Risks and Rewards in Overseas Student Growth
Foreign student numbers are on the rise, but an Insight investigation has found it's putting strains on the education system.
Listen to Insight: Overseas Students - Boom or Bubble?
Avina Gonsalves says cricket and the Lord of the Rings movies influenced her decision to study in New Zealand. Jhalak Sharma came in search of work-life balance. And Gunjeet Kaur chose New Zealand because there are no snakes. She is only half joking.
They have come to New Zealand from India and are part of a new boom in international student enrolments that is adding hundreds of millions of dollars to New Zealand's economy.
In the first eight months of last year, the number of foreign students jumped 12 percent on the back of a 60 percent leap in the number of Indian students. Their annual spending reached an estimated $2.8 billion and the sector is New Zealand's fifth largest export earner.

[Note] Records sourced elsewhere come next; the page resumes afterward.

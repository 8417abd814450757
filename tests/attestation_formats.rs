//! Registration with the certificate based attestation formats
//!
//! Each format gets a trusted positive case and one rejection per value that
//! binds the statement to the ceremony.

use chrono::{DateTime, Duration, Utc};
use vouchrs_webauthn::attestation::android_safetynet::SAFETYNET_SIGNER_HOST;
use vouchrs_webauthn::attestation::{AndroidSafetyNetAttestation, AttestationStatementSupport};
use vouchrs_webauthn::cose::CoseKey;
use vouchrs_webauthn::testing::builders::p256_key;
use vouchrs_webauthn::testing::constants::{TEST_DISPLAY_NAME, TEST_USER_HANDLE, TEST_USER_NAME};
use vouchrs_webauthn::testing::{
    assert_error_kind, AndroidKeyStatement, AppleStatement, SafetyNetStatement,
    SoftwareAuthenticator, TestAttestation, TestCa, TestCertificate, TestCertificateBuilder,
    TestFixtures, TpmStatement,
};
use vouchrs_webauthn::webauthn::{ExtensionInputs, PublicKeyCredentialSource};
use vouchrs_webauthn::{
    AttestationType, CredentialSourceRepository, ErrorKind, WebAuthnError, WebAuthnService,
    WebAuthnSettings,
};

fn settings_trusting(root: &TestCertificate) -> WebAuthnSettings {
    WebAuthnSettings {
        trusted_root_certificates: vec![root.pem()],
        ..TestFixtures::settings()
    }
}

fn register(
    service: &WebAuthnService,
    authenticator: &SoftwareAuthenticator,
    attestation: &TestAttestation,
) -> Result<PublicKeyCredentialSource, WebAuthnError> {
    let (options, state) = service
        .start_registration(
            TEST_USER_HANDLE,
            TEST_USER_NAME,
            TEST_DISPLAY_NAME,
            ExtensionInputs::default(),
        )
        .unwrap();
    let response = authenticator.register(&options.challenge, attestation);
    service.finish_registration(&response, &state)
}

fn assert_rejected(service: &WebAuthnService, attestation: &TestAttestation) {
    let authenticator = TestFixtures::authenticator();
    assert_error_kind(
        &register(service, &authenticator, attestation),
        ErrorKind::InvalidAttestationStatement,
    );
}

// android-key

#[test]
fn test_android_key_attestation_registers() {
    let ca = TestCa::new();
    let (service, repository) = TestFixtures::service_with(settings_trusting(&ca.root));
    let authenticator = TestFixtures::authenticator();

    let attestation =
        TestAttestation::AndroidKey(AndroidKeyStatement::new(ca.intermediate.clone()));
    let source = register(&service, &authenticator, &attestation).unwrap();

    assert_eq!(source.attestation_format, "android-key");
    assert_eq!(source.attestation_type, AttestationType::Basic);
    assert_eq!(source.trust_path.certificates().map(<[String]>::len), Some(2));
    assert!(repository.find_by_id(&source.credential_id).unwrap().is_some());
}

#[test]
fn test_android_key_wrong_challenge_is_rejected() {
    let ca = TestCa::new();
    let (service, repository) = TestFixtures::service_with(settings_trusting(&ca.root));

    let attestation = TestAttestation::AndroidKey(AndroidKeyStatement {
        challenge: Some(vec![0x42; 32]),
        ..AndroidKeyStatement::new(ca.intermediate.clone())
    });
    assert_rejected(&service, &attestation);
    assert!(repository.is_empty().unwrap());
}

#[test]
fn test_android_key_all_applications_is_rejected() {
    let ca = TestCa::new();
    let (service, _) = TestFixtures::service_with(settings_trusting(&ca.root));

    let attestation = TestAttestation::AndroidKey(AndroidKeyStatement {
        all_applications: true,
        ..AndroidKeyStatement::new(ca.intermediate.clone())
    });
    assert_rejected(&service, &attestation);
}

#[test]
fn test_android_key_software_enforced_properties() {
    let ca = TestCa::new();
    let attestation = TestAttestation::AndroidKey(AndroidKeyStatement {
        tee_enforced: false,
        ..AndroidKeyStatement::new(ca.intermediate.clone())
    });

    let (strict, _) = TestFixtures::service_with(settings_trusting(&ca.root));
    assert_rejected(&strict, &attestation);

    let mut settings = settings_trusting(&ca.root);
    settings.android_key.require_tee = false;
    let (lenient, _) = TestFixtures::service_with(settings);
    let source = register(&lenient, &TestFixtures::authenticator(), &attestation).unwrap();
    assert_eq!(source.attestation_type, AttestationType::Basic);
}

#[test]
fn test_android_key_untrusted_issuer_is_rejected() {
    let ca = TestCa::new();
    let other = TestCa::new();
    let (service, _) = TestFixtures::service_with(settings_trusting(&other.root));

    let attestation =
        TestAttestation::AndroidKey(AndroidKeyStatement::new(ca.intermediate.clone()));
    let result = register(&service, &TestFixtures::authenticator(), &attestation);

    assert_error_kind(&result, ErrorKind::CertificateChainFailure);
}

// apple

#[test]
fn test_apple_anonymous_attestation_registers() {
    let ca = TestCa::new();
    let (service, _) = TestFixtures::service_with(settings_trusting(&ca.root));
    let authenticator = TestFixtures::authenticator();

    let attestation = TestAttestation::Apple(AppleStatement::new(ca.intermediate.clone()));
    let source = register(&service, &authenticator, &attestation).unwrap();

    assert_eq!(source.attestation_format, "apple");
    assert_eq!(source.attestation_type, AttestationType::AnonCa);
    assert_eq!(source.public_key().unwrap(), authenticator.cose_key());
}

#[test]
fn test_apple_wrong_nonce_is_rejected() {
    let ca = TestCa::new();
    let (service, repository) = TestFixtures::service_with(settings_trusting(&ca.root));

    let attestation = TestAttestation::Apple(AppleStatement {
        nonce: Some(vec![0x42; 32]),
        ..AppleStatement::new(ca.intermediate.clone())
    });
    assert_rejected(&service, &attestation);
    assert!(repository.is_empty().unwrap());
}

// android-safetynet

const SAFETYNET_MAX_AGE_SECONDS: u64 = 60;

fn fixed_now() -> DateTime<Utc> {
    DateTime::<Utc>::from_timestamp(1_700_000_000, 0).unwrap()
}

fn safetynet_service(ca: &TestCa) -> WebAuthnService {
    let settings = settings_trusting(&ca.root);
    let support = AttestationStatementSupport::new(&settings).with_safetynet(
        AndroidSafetyNetAttestation::new(SAFETYNET_MAX_AGE_SECONDS, 0).with_clock(fixed_now),
    );
    let (service, _) = TestFixtures::service_with(settings);
    service.with_attestation_support(support)
}

fn safetynet_statement(ca: &TestCa, signer_host: &str) -> SafetyNetStatement {
    let signer = TestCertificateBuilder::new(signer_host).issued_by(&ca.intermediate);
    SafetyNetStatement {
        timestamp: fixed_now() - Duration::seconds(30),
        ..SafetyNetStatement::new(vec![signer, ca.intermediate.clone()])
    }
}

#[test]
fn test_safetynet_attestation_registers() {
    let ca = TestCa::new();
    let service = safetynet_service(&ca);

    let attestation =
        TestAttestation::AndroidSafetyNet(safetynet_statement(&ca, SAFETYNET_SIGNER_HOST));
    let source = register(&service, &TestFixtures::authenticator(), &attestation).unwrap();

    assert_eq!(source.attestation_format, "android-safetynet");
    assert_eq!(source.attestation_type, AttestationType::Basic);
    assert_eq!(source.trust_path.certificates().map(<[String]>::len), Some(2));
}

#[test]
fn test_safetynet_wrong_signer_host_is_rejected() {
    let ca = TestCa::new();
    let service = safetynet_service(&ca);

    let attestation =
        TestAttestation::AndroidSafetyNet(safetynet_statement(&ca, "evil.example.com"));
    assert_rejected(&service, &attestation);
}

#[test]
fn test_safetynet_wrong_nonce_is_rejected() {
    let ca = TestCa::new();
    let service = safetynet_service(&ca);

    let attestation = TestAttestation::AndroidSafetyNet(SafetyNetStatement {
        nonce: Some("bm90IHRoZSBub25jZQ==".to_string()),
        ..safetynet_statement(&ca, SAFETYNET_SIGNER_HOST)
    });
    assert_rejected(&service, &attestation);
}

#[test]
fn test_safetynet_stale_response_is_rejected() {
    let ca = TestCa::new();
    let service = safetynet_service(&ca);

    let attestation = TestAttestation::AndroidSafetyNet(SafetyNetStatement {
        timestamp: fixed_now() - Duration::seconds(120),
        ..safetynet_statement(&ca, SAFETYNET_SIGNER_HOST)
    });
    assert_rejected(&service, &attestation);
}

#[test]
fn test_safetynet_failed_cts_profile_is_rejected() {
    let ca = TestCa::new();
    let service = safetynet_service(&ca);

    let attestation = TestAttestation::AndroidSafetyNet(SafetyNetStatement {
        cts_profile_match: false,
        ..safetynet_statement(&ca, SAFETYNET_SIGNER_HOST)
    });
    assert_rejected(&service, &attestation);
}

// tpm

fn tpm_statement(ca: &TestCa) -> TpmStatement {
    let aik = TestCertificateBuilder::tpm_aik().issued_by(&ca.intermediate);
    TpmStatement::new(aik, ca.intermediate.clone())
}

#[test]
fn test_tpm_attestation_registers() {
    let ca = TestCa::new();
    let (service, _) = TestFixtures::service_with(settings_trusting(&ca.root));

    let attestation = TestAttestation::Tpm(tpm_statement(&ca));
    let source = register(&service, &TestFixtures::authenticator(), &attestation).unwrap();

    assert_eq!(source.attestation_format, "tpm");
    assert_eq!(source.attestation_type, AttestationType::AttCa);
}

#[test]
fn test_tpm_wrong_extra_data_is_rejected() {
    let ca = TestCa::new();
    let (service, _) = TestFixtures::service_with(settings_trusting(&ca.root));

    let attestation = TestAttestation::Tpm(TpmStatement {
        extra_data: Some(vec![0x42; 32]),
        ..tpm_statement(&ca)
    });
    assert_rejected(&service, &attestation);
}

#[test]
fn test_tpm_certifying_another_key_is_rejected() {
    let ca = TestCa::new();
    let (service, _) = TestFixtures::service_with(settings_trusting(&ca.root));

    let other_key = CoseKey::from_public_pkey(&p256_key(), Some(-7)).unwrap();
    let attestation = TestAttestation::Tpm(TpmStatement {
        certified_key: Some(other_key),
        ..tpm_statement(&ca)
    });
    assert_rejected(&service, &attestation);
}

#[test]
fn test_tpm_aik_with_subject_is_rejected() {
    let ca = TestCa::new();
    let (service, _) = TestFixtures::service_with(settings_trusting(&ca.root));

    let aik = TestCertificateBuilder::new("Named AIK").issued_by(&ca.intermediate);
    let attestation = TestAttestation::Tpm(TpmStatement::new(aik, ca.intermediate.clone()));
    assert_rejected(&service, &attestation);
}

It is all good news for the Government's goal of growing the annual value of international students to $5 billion by 2025 and for the institutions that enrol them.
Overseas students are certainly an attractive proposition. Depending on what they study, their fees can be about double what a tertiary institution gets in fees and government subsidies for a domestic student in the same courses.
The University of Auckland, for example, charges $30,000 a year for foreign students studying commerce or science and $26,000 for those working toward a Bachelor of Arts.
Grant McPherson is the chief executive of Education New Zealand, the organisation charged with promoting New Zealand as an education destination.
He says the 2025 goal will require about $40,000 more international students.
"Just about all of the modelling that we've done in terms of student attraction, you're looking at around 140,000 students in New Zealand and that's quite consistent to the peak of about 10 to 15 years ago, which was up around the 120-130,000."
Grant McPherson says China is New Zealand's biggest source of students - it provides more than a quarter of New Zealand's overseas students and nearly a third of last year's estimated $2.8 billion spend - but changing demographics mean that by 2025 it will have fewer young people, and New Zealand will need to look to countries like Indonesia and Vietnam for international students.
But the president of the Tertiary Education Union, Sandra Grey, says teaching foreign students is not always straight forward.
She says overseas students add to staff workloads and the union is not happy with attempts to shape courses to suit foreign students. Some institutions are offering one-year master's degrees, and others have compressed teaching to a few days a month or on weekends in order to accommodate students' supposedly part-time work.
"This is where the market is driving teaching and learning, rather than the teaching and learning being the core thing we think about when we set up curriculum, set up lectures, set up courses."
Right to Work
A significant drawcard for many students is the right work in New Zealand during and after their studies, and the possibility of gaining permanent residence.
The chairperson of language school association English New Zealand, Darren Conway, says some institutions are blurring the lines between study, work and immigration, and are essentially offering all three as a package for foreign students.
He says they should not be trying to attract students with the promise of work and residence because they cannot guarantee either.
But other tertiary education leaders say the right to work and the possibility of residence are essential if New Zealand is to compete with other countries for international enrolments.
And Education New Zealand's Grant McPherson denies the rapid rise in applications from India and the high number of declined applications (38 percent compared to just 4 percent for China) are signs of an unsustainable bubble.
"If you look around the world, we're not the only ones that have had such a massive increase in the number of Indian students that are coming through," he says.
"Where there's a higher number of declines, I think that's showing the system is working, that it's not just about anybody can rock up and get a visa to come here. There is actually quite a strong process to make sure that they're bona fide, they're coming here for the right reasons around their education development, that it's not just open slather."
Grant McPherson and others in the education sector say increasing competition from other countries, and improving education systems in source countries are threats to New Zealand's goals for international education.
But the international director at Mount Albert Grammar School Evan Gray warns there are also threats from within New Zealand.
He says assaults on Indian students in Australia cost that country many thousands of enrolments, and similar problems could emerge if New Zealanders believe they are competing with foreign students for jobs and accommodation.
"We've seen that happen in Australia, there is a possibility of that happening in New Zealand and unless we manage that very carefully, it's certainly a possibility."